• **Task to carry out**
Having read the data, transcribe all of it without deviation.

• **Supplied material**
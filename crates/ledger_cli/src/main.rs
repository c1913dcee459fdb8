use std::sync::Arc;

use clap::Parser;
use ledger_cli::cli::{Cli, Command};
use ledger_core::config::{self, ConfigOverrides};
use ledger_core::error::LedgerError;
use ledger_core::ledger::{ArchiveEntry, TaskLedger, parse_iso_date};
use ledger_core::model::{ArchivedPage, ListSelector, Task, TaskPage};
use ledger_core::storage::JsonStore;
use time::{Date, OffsetDateTime, UtcOffset};
use tracing_subscriber::EnvFilter;

fn resolve_date(raw: Option<&str>) -> Result<Date, LedgerError> {
    match raw {
        Some(value) => parse_iso_date(value),
        None => {
            let offset = UtcOffset::current_local_offset().unwrap_or(UtcOffset::UTC);
            Ok(OffsetDateTime::now_utc().to_offset(offset).date())
        }
    }
}

fn print_task_line(task: &Task) {
    let mark = if task.done { "x" } else { " " };
    println!("  [{mark}] {} | {}", task.id, task.text);
}

fn print_page_plain(page: &TaskPage) {
    println!("date: {}", page.date);
    println!("shared:");
    for task in &page.shared_tasks {
        print_task_line(task);
    }
    for (uid, tasks) in &page.user_tasks {
        println!("{uid}:");
        for task in tasks {
            print_task_line(task);
        }
    }
}

fn print_history_plain(entries: &[ArchiveEntry]) {
    if entries.is_empty() {
        println!("No archived pages yet");
        return;
    }
    for entry in entries {
        println!(
            "{} | {} | {}",
            entry.key, entry.page.date, entry.page.completed_at
        );
        if !entry.page.shared_tasks.is_empty() {
            println!("shared:");
            for task in &entry.page.shared_tasks {
                print_task_line(task);
            }
        }
        for (uid, tasks) in &entry.page.user_tasks {
            if tasks.is_empty() {
                continue;
            }
            println!("{uid}:");
            for task in tasks {
                print_task_line(task);
            }
        }
    }
}

fn print_task_json(task: &Task) {
    let json = serde_json::json!({
        "id": task.id,
        "text": task.text,
        "done": task.done,
    });
    println!("{}", json);
}

fn to_json(value: &impl serde::Serialize) -> Result<serde_json::Value, LedgerError> {
    serde_json::to_value(value).map_err(|err| LedgerError::storage_unavailable(err.to_string()))
}

fn locate_archived_task(
    page: &ArchivedPage,
    task_id: i64,
) -> Option<(&Task, ListSelector, Option<&str>)> {
    if let Some(task) = page.shared_tasks.iter().find(|task| task.id == task_id) {
        return Some((task, ListSelector::Shared, None));
    }
    for (uid, tasks) in &page.user_tasks {
        if let Some(task) = tasks.iter().find(|task| task.id == task_id) {
            return Some((task, ListSelector::Personal, Some(uid.as_str())));
        }
    }
    None
}

async fn run_command(cli: Cli) -> Result<(), LedgerError> {
    let loaded = config::load_config_with_fallback();
    if let Some(err) = loaded.error {
        tracing::warn!(error = %err, "ignoring unreadable config");
    }
    let overrides = ConfigOverrides {
        pairing_id: cli.pairing.clone(),
        user_id: cli.user.clone(),
    };
    let merged = config::merge_overrides(&loaded.config, &overrides);
    let pairing_id = merged.pairing_id.ok_or_else(|| {
        LedgerError::validation_rejected("pairing id is required (use --pairing or config.json)")
    })?;
    let user_id = merged.user_id.ok_or_else(|| {
        LedgerError::validation_rejected("user id is required (use --user or config.json)")
    })?;

    let store = match cli.store.clone() {
        Some(path) => JsonStore::new(path),
        None => JsonStore::from_env()?,
    };
    let ledger = TaskLedger::new(Arc::new(store), &pairing_id);
    let date = resolve_date(cli.date.as_deref())?;

    match cli.command {
        Command::Show => {
            let page = ledger.load_or_create_page(date, &user_id).await?;
            if cli.json {
                println!("{}", to_json(&page)?);
            } else {
                print_page_plain(&page);
            }
        }
        Command::Add { text, personal } => {
            let text = match text {
                Some(value) if !value.trim().is_empty() => value,
                _ => return Err(LedgerError::validation_rejected("task text is required")),
            };
            let selector = if personal {
                ListSelector::Personal
            } else {
                ListSelector::Shared
            };

            let page = ledger.load_or_create_page(date, &user_id).await?;
            let task = ledger.add_task(&page, selector, &text, &user_id).await?;
            if cli.json {
                print_task_json(&task);
            } else {
                println!("Added task: {} ({})", task.text, task.id);
            }
        }
        Command::Toggle { id, personal } => {
            let (selector, owner) = if personal {
                (ListSelector::Personal, Some(user_id.as_str()))
            } else {
                (ListSelector::Shared, None)
            };

            let page = ledger.load_or_create_page(date, &user_id).await?;
            ledger.toggle_task(&page, selector, id, owner).await?;
            if cli.json {
                println!("{}", serde_json::json!({ "id": id }));
            } else {
                println!("Toggled task: {id}");
            }
        }
        Command::TearOff { force } => {
            let page = ledger.load_or_create_page(date, &user_id).await?;
            if !force && !page.all_done() {
                return Err(LedgerError::validation_rejected(
                    "page still has unfinished tasks (pass --force to archive anyway)",
                ));
            }

            let archived = ledger.tear_off_page(&page).await?;
            if cli.json {
                println!("{}", to_json(&archived)?);
            } else {
                let personal: usize = archived.user_tasks.values().map(Vec::len).sum();
                println!(
                    "Archived page {} ({} shared, {} personal tasks)",
                    archived.date,
                    archived.shared_tasks.len(),
                    personal
                );
            }
        }
        Command::History => {
            let entries = ledger.list_archive().await?;
            if cli.json {
                let payload: Vec<serde_json::Value> = entries
                    .iter()
                    .map(|entry| {
                        Ok(serde_json::json!({
                            "key": entry.key,
                            "page": to_json(&entry.page)?,
                        }))
                    })
                    .collect::<Result<_, LedgerError>>()?;
                println!("{}", serde_json::Value::Array(payload));
            } else {
                print_history_plain(&entries);
            }
        }
        Command::Restore {
            archive_key,
            task_id,
        } => {
            let entries = ledger.list_archive().await?;
            let entry = entries
                .iter()
                .find(|entry| entry.key == archive_key)
                .ok_or_else(|| LedgerError::not_found("archive entry not found"))?;
            let (task, selector, owner) = locate_archived_task(&entry.page, task_id)
                .ok_or_else(|| LedgerError::not_found("archived task not found"))?;

            ledger.load_or_create_page(date, &user_id).await?;
            let restored = ledger.restore_task(date, task, selector, owner).await?;
            if cli.json {
                print_task_json(&restored);
            } else {
                println!("Restored task: {} ({})", restored.text, restored.id);
            }
        }
    }

    Ok(())
}

#[tokio::main]
async fn main() {
    tracing_subscriber::fmt()
        .with_env_filter(EnvFilter::from_default_env())
        .with_writer(std::io::stderr)
        .init();

    let cli = Cli::parse();
    if let Err(err) = run_command(cli).await {
        eprintln!("ERROR: {}", err);
        std::process::exit(1);
    }
}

• **Your solution**
filename crates/ledger_cli/src/main.rs
repository c1913dcee459fdb8
use std::sync::Arc;

use clap::Parser;
use ledger_cli::cli::{Cli, Command};
use ledger_core::config::{self, ConfigOverrides};
use ledger_core::error::LedgerError;
use ledger_core::ledger::{ArchiveEntry, TaskLedger, parse_iso_date};
use ledger_core::model::{ArchivedPage, ListSelector, Task, TaskPage};
use ledger_core::storage::JsonStore;
use time::{Date, OffsetDateTime, UtcOffset};
use tracing_subscriber::EnvFilter;

fn resolve_date(raw: Option<&str>) -> Result<Date, LedgerError> {
    match raw {
        Some(value) => parse_iso_date(value),
        None => {
            let offset = UtcOffset::current_local_offset().unwrap_or(UtcOffset::UTC);
            Ok(OffsetDateTime::now_utc().to_offset(offset).date())
        }
    }
}

fn print_task_line(task: &Task) {
    let mark = if task.done { "x" } else { " " };
    println!("  [{mark}] {} | {}", task.id, task.text);
}

fn print_page_plain(page: &TaskPage) {
    println!("date: {}", page.date);
    println!("shared:");
    for task in &page.shared_tasks {
        print_task_line(task);
    }
    for (uid, tasks) in &page.user_tasks {
        println!("{uid}:");
        for task in tasks {
            print_task_line(task);
        }
    }
}

fn print_history_plain(entries: &[ArchiveEntry]) {
    if entries.is_empty() {
        println!("No archived pages yet");
        return;
    }
    for entry in entries {
        println!(
            "{} | {} | {}",
            entry.key, entry.page.date, entry.page.completed_at
        );
        if !entry.page.shared_tasks.is_empty() {
            println!("shared:");
            for task in &entry.page.shared_tasks {
                print_task_line(task);
            }
        }
        for (uid, tasks) in &entry.page.user_tasks {
            if tasks.is_empty() {
                continue;
            }
            println!("{uid}:");
            for task in tasks {
                print_task_line(task);
            }
        }
    }
}

fn print_task_json(task: &Task) {
    let json = serde_json::json!({
        "id": task.id,
        "text": task.text,
        "done": task.done,
    });
    println!("{}", json);
}

fn to_json(value: &impl serde::Serialize) -> Result<serde_json::Value, LedgerError> {
    serde_json::to_value(value).map_err(|err| LedgerError::storage_unavailable(err.to_string()))
}

fn locate_archived_task(
    page: &ArchivedPage,
    task_id: i64,
) -> Option<(&Task, ListSelector, Option<&str>)> {
    if let Some(task) = page.shared_tasks.iter().find(|task| task.id == task_id) {
        return Some((task, ListSelector::Shared, None));
    }
    for (uid, tasks) in &page.user_tasks {
        if let Some(task) = tasks.iter().find(|task| task.id == task_id) {
            return Some((task, ListSelector::Personal, Some(uid.as_str())));
        }
    }
    None
}

async fn run_command(cli: Cli) -> Result<(), LedgerError> {
    let loaded = config::load_config_with_fallback();
    if let Some(err) = loaded.error {
        tracing::warn!(error = %err, "ignoring unreadable config");
    }
    let overrides = ConfigOverrides {
        pairing_id: cli.pairing.clone(),
        user_id: cli.user.clone(),
    };
    let merged = config::merge_overrides(&loaded.config, &overrides);
    let pairing_id = merged.pairing_id.ok_or_else(|| {
        LedgerError::validation_rejected("pairing id is required (use --pairing or config.json)")
    })?;
    let user_id = merged.user_id.ok_or_else(|| {
        LedgerError::validation_rejected("user id is required (use --user or config.json)")
    })?;

    let store = match cli.store.clone() {
        Some(path) => JsonStore::new(path),
        None => JsonStore::from_env()?,
    };
    let ledger = TaskLedger::new(Arc::new(store), &pairing_id);
    let date = resolve_date(cli.date.as_deref())?;

    match cli.command {
        Command::Show => {
            let page = ledger.load_or_create_page(date, &user_id).await?;
            if cli.json {
                println!("{}", to_json(&page)?);
            } else {
                print_page_plain(&page);
            }
        }
        Command::Add { text, personal } => {
            let text = match text {
                Some(value) if !value.trim().is_empty() => value,
                _ => return Err(LedgerError::validation_rejected("task text is required")),
            };
            let selector = if personal {
                ListSelector::Personal
            } else {
                ListSelector::Shared
            };

            let page = ledger.load_or_create_page(date, &user_id).await?;
            let task = ledger.add_task(&page, selector, &text, &user_id).await?;
            if cli.json {
                print_task_json(&task);
            } else {
                println!("Added task: {} ({})", task.text, task.id);
            }
        }
        Command::Toggle { id, personal } => {
            let (selector, owner) = if personal {
                (ListSelector::Personal, Some(user_id.as_str()))
            } else {
                (ListSelector::Shared, None)
            };

            let page = ledger.load_or_create_page(date, &user_id).await?;
            ledger.toggle_task(&page, selector, id, owner).await?;
            if cli.json {
                println!("{}", serde_json::json!({ "id": id }));
            } else {
                println!("Toggled task: {id}");
            }
        }
        Command::TearOff { force } => {
            let page = ledger.load_or_create_page(date, &user_id).await?;
            if !force && !page.all_done() {
                return Err(LedgerError::validation_rejected(
                    "page still has unfinished tasks (pass --force to archive anyway)",
                ));
            }

            let archived = ledger.tear_off_page(&page).await?;
            if cli.json {
                println!("{}", to_json(&archived)?);
            } else {
                let personal: usize = archived.user_tasks.values().map(Vec::len).sum();
                println!(
                    "Archived page {} ({} shared, {} personal tasks)",
                    archived.date,
                    archived.shared_tasks.len(),
                    personal
                );
            }
        }
        Command::History => {
            let entries = ledger.list_archive().await?;
            if cli.json {
                let payload: Vec<serde_json::Value> = entries
                    .iter()
                    .map(|entry| {
                        Ok(serde_json::json!({
                            "key": entry.key,
                            "page": to_json(&entry.page)?,
                        }))
                    })
                    .collect::<Result<_, LedgerError>>()?;
                println!("{}", serde_json::Value::Array(payload));
            } else {
                print_history_plain(&entries);
            }
        }
        Command::Restore {
            archive_key,
            task_id,
        } => {
            let entries = ledger.list_archive().await?;
            let entry = entries
                .iter()
                .find(|entry| entry.key == archive_key)
                .ok_or_else(|| LedgerError::not_found("archive entry not found"))?;
            let (task, selector, owner) = locate_archived_task(&entry.page, task_id)
                .ok_or_else(|| LedgerError::not_found("archived task not found"))?;

            ledger.load_or_create_page(date, &user_id).await?;
            let restored = ledger.restore_task(date, task, selector, owner).await?;
            if cli.json {
                print_task_json(&restored);
            } else {
                println!("Restored task: {} ({})", restored.text, restored.id);
            }
        }
    }

    Ok(())
}

#[tokio::main]
async fn main() {
    tracing_subscriber::fmt()
        .with_env_filter(EnvFilter::from_default_env())
        .with_writer(std::io::stderr)
        .init();

    let cli = Cli::parse();
    if let Err(err) = run_command(cli).await {
        eprintln!("ERROR: {}", err);
        std::process::exit(1);
    }
}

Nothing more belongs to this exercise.